Honor: Stephen Covey Jnr, author of The Speed of Trust explains that; ‘Trust is the one thing which changes everything in relationships.’ He argues that we judge ourselves by our intentions – what we want to achieve and how we want to be perceived – and judge others by their behaviour towards us. The fastest way to establish trust is to keep our commitments to ourselves and others, no matter how small or apparently insignificant those commitments might be.
Establishing trust begins within the first thirty seconds
Honor: In her new book Presence, US socio-psychologist Amy Cuddy describes how, when we meet someone for the first time, humans judge each other on the two main criteria of trust and competence. It’s known as ‘Pattern recognition’ – within 30 seconds you either think ‘yes; they’re like me, I can potentially trust this person’ – or ‘no thanks’. For cavemen and women, this judgement was a matter of survival: as humans we instinctively needed to know whether the person standing next to us was going to kill us, steal our possessions or light a good fire! Today the principles of trust and competence are still an integral part of how we forge relationships. This initial ‘warming’ to someone is the first step towards building trust. Demonstrating competence builds it further.
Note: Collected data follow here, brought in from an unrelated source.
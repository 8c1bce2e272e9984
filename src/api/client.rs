//! HTTP client for the form sharing backend
//!
//! Submitted forms are POSTed as JSON and land in the moderation queue.
//! The response body is not used.

use crate::state::CreateFormRequest;
use reqwest::{Client, Url};
use thiserror::Error;

/// Path of the creation endpoint, relative to the base URL
const CREATE_FORM_PATH: &str = "api/forms";

#[derive(Error, Debug)]
pub enum ApiError {
    #[error("Invalid API URL: {url}")]
    InvalidUrl { url: String },

    #[error("Network request failed: {0}")]
    Network(#[from] reqwest::Error),

    #[error("HTTP error: {status}")]
    HttpStatus { status: u16 },
}

/// Client for the form creation endpoint
#[derive(Debug, Clone)]
pub struct FormsClient {
    http: Client,
    endpoint: Url,
}

impl FormsClient {
    /// Create a client for the backend at `base_url`
    pub fn new(base_url: &str) -> Result<Self, ApiError> {
        let endpoint = create_form_url(base_url)?;
        Ok(Self {
            http: Client::new(),
            endpoint,
        })
    }

    pub fn endpoint(&self) -> &Url {
        &self.endpoint
    }

    /// Submit a form for moderation
    pub async fn create_form(&self, request: &CreateFormRequest) -> Result<(), ApiError> {
        let response = self
            .http
            .post(self.endpoint.clone())
            .json(request)
            .send()
            .await?;

        let status = response.status();
        if !status.is_success() {
            return Err(ApiError::HttpStatus {
                status: status.as_u16(),
            });
        }

        tracing::info!(status = status.as_u16(), "form accepted by backend");
        Ok(())
    }
}

/// Resolve the creation endpoint against a base URL.
///
/// A missing trailing slash on the base is tolerated so that
/// `http://host/prefix` keeps its `prefix` segment.
fn create_form_url(base_url: &str) -> Result<Url, ApiError> {
    let invalid = || ApiError::InvalidUrl {
        url: base_url.to_string(),
    };
    let mut base = Url::parse(base_url.trim()).map_err(|_| invalid())?;
    if base.cannot_be_a_base() || !matches!(base.scheme(), "http" | "https") {
        return Err(invalid());
    }
    if !base.path().ends_with('/') {
        let path = format!("{}/", base.path());
        base.set_path(&path);
    }
    base.join(CREATE_FORM_PATH).map_err(|_| invalid())
}

#[cfg(test)]
mod tests {
    use super::*;
    use pretty_assertions::assert_eq;

    #[test]
    fn test_endpoint_from_bare_host() {
        let client = FormsClient::new("http://127.0.0.1:3000").unwrap();
        assert_eq!(client.endpoint().as_str(), "http://127.0.0.1:3000/api/forms");
    }

    #[test]
    fn test_endpoint_keeps_path_prefix() {
        let url = create_form_url("https://forms.example.com/v1").unwrap();
        assert_eq!(url.as_str(), "https://forms.example.com/v1/api/forms");

        let url = create_form_url("https://forms.example.com/v1/").unwrap();
        assert_eq!(url.as_str(), "https://forms.example.com/v1/api/forms");
    }

    #[test]
    fn test_invalid_url_is_rejected() {
        let err = FormsClient::new("not a url").unwrap_err();
        assert!(matches!(err, ApiError::InvalidUrl { .. }));
        assert_eq!(err.to_string(), "Invalid API URL: not a url");
    }

    #[test]
    fn test_non_http_scheme_is_rejected() {
        assert!(create_form_url("ftp://example.com").is_err());
        assert!(create_form_url("mailto:someone@example.com").is_err());
    }

    fn sample_request() -> CreateFormRequest {
        CreateFormRequest {
            content: "Dear ${name}$".to_string(),
            email: "kim@example.com".to_string(),
            title: "Greeting".to_string(),
            writer: "kim".to_string(),
            tags: vec!["Greeting".to_string()],
            replacement_tags: vec!["name".to_string()],
            is_email_visible: false,
        }
    }

    /// Serve a single HTTP request with `status_line`, returning the raw request
    async fn serve_once(status_line: &'static str) -> (String, tokio::task::JoinHandle<String>) {
        use tokio::io::{AsyncReadExt, AsyncWriteExt};

        let listener = tokio::net::TcpListener::bind("127.0.0.1:0").await.unwrap();
        let base = format!("http://{}", listener.local_addr().unwrap());
        let handle = tokio::spawn(async move {
            let (mut socket, _) = listener.accept().await.unwrap();
            let mut raw = Vec::new();
            let mut buf = [0u8; 1024];
            loop {
                let n = socket.read(&mut buf).await.unwrap();
                raw.extend_from_slice(&buf[..n]);
                let text = String::from_utf8_lossy(&raw).to_string();
                if let Some(head_end) = text.find("\r\n\r\n") {
                    let content_length = text[..head_end]
                        .lines()
                        .find_map(|l| {
                            let (name, value) = l.split_once(':')?;
                            name.eq_ignore_ascii_case("content-length")
                                .then(|| value.trim().parse::<usize>().ok())?
                        })
                        .unwrap_or(0);
                    if raw.len() >= head_end + 4 + content_length || n == 0 {
                        break;
                    }
                }
                if n == 0 {
                    break;
                }
            }
            let response =
                format!("{status_line}\r\nContent-Length: 0\r\nConnection: close\r\n\r\n");
            socket.write_all(response.as_bytes()).await.unwrap();
            socket.shutdown().await.ok();
            String::from_utf8_lossy(&raw).to_string()
        });
        (base, handle)
    }

    /// Client that ignores proxy env vars so requests reach the local server
    fn local_client(base: &str) -> FormsClient {
        FormsClient {
            http: Client::builder().no_proxy().build().unwrap(),
            endpoint: create_form_url(base).unwrap(),
        }
    }

    #[tokio::test]
    async fn test_create_form_posts_json() {
        let (base, server) = serve_once("HTTP/1.1 201 Created").await;
        let client = local_client(&base);

        let result = client.create_form(&sample_request()).await;
        tokio_test::assert_ok!(result);

        let raw = server.await.unwrap();
        assert!(raw.starts_with("POST /api/forms HTTP/1.1"));
        assert!(raw.contains("\"replacementTags\":[\"name\"]"));
        assert!(raw.contains("\"IsEmailVisible\":false"));
    }

    #[tokio::test]
    async fn test_create_form_maps_error_status() {
        let (base, server) = serve_once("HTTP/1.1 500 Internal Server Error").await;
        let client = local_client(&base);

        let result = client.create_form(&sample_request()).await;
        assert!(matches!(result, Err(ApiError::HttpStatus { status: 500 })));
        server.await.unwrap();
    }
}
How to create the perfect team (you may be surprised)
Ffion: We often think bringing together people with the same skills, personalities or characteristics will create strong teams. But, when Google researched how to create a perfect team, they discovered the level of psychological safety was the single greatest correlate with a group’s success. Building trust creates an atmosphere of psychological safety within teams – where people feel safe to speak up about things that might go wrong, as well as ideas and innovations. Another expert, Patrick Lencioni, examines how, when there’s a lack of psychological safety and people are afraid to speak up, it can prevent productive conflict from happening – which is key to collaborative problem solving. So, helping our teams create a safe atmosphere in which they can express their views is also important.
How having trust in yourself inspires and empowers others
Honor: Large public-sector projects can be long-running, with changing timelines and requirements. It’s easy to lose perspective. The sessions with our staff, clients and subcontractors allows everyone to take a step back and decide what is important to them, both individually and as a team. We examine how building trust within ourselves is crucial and how this can inspire and empower others. Within WSP, we use a tool called Strengthscope®, which helps people understand what they love to do and where they derive their energy. When you’re given work you love to do, this naturally inspires trust – because when you trust yourself to deliver something well, others trust you too.
Ffion: For organisations, building trust like this helps people work more effectively, increasing speed and reducing cost. For teams, you smile more together to get through challenges.
Our top three ways to build trust on projects...
Ffion: First, bring people together to understand each other’s motivations and ways of working, and avoid misconceptions at an early stage. Second, use conversational turn-taking, so everyone gets equal time to speak. Third, listen – turn off your phone and give others your full attention.
Honor: Having the full attention of the listener is a powerful tool for building trust because you feel respected – you can’t have one without the other.
… And why this is great news for the end user.
Honor: If you create an atmosphere of psychological safety – a direct result of trust – you come up with new solutions and foster a greater willingness to learn from mistakes. This unlocks creativity, so that the customer and the end user ultimately gets a better result.
Ffion: Our entire desire to build trust and collaborate with clients is about creating a better solution, project outcome and client experience together. We collaborate with our clients to plan, design and engineer our communities to thrive now and in the future.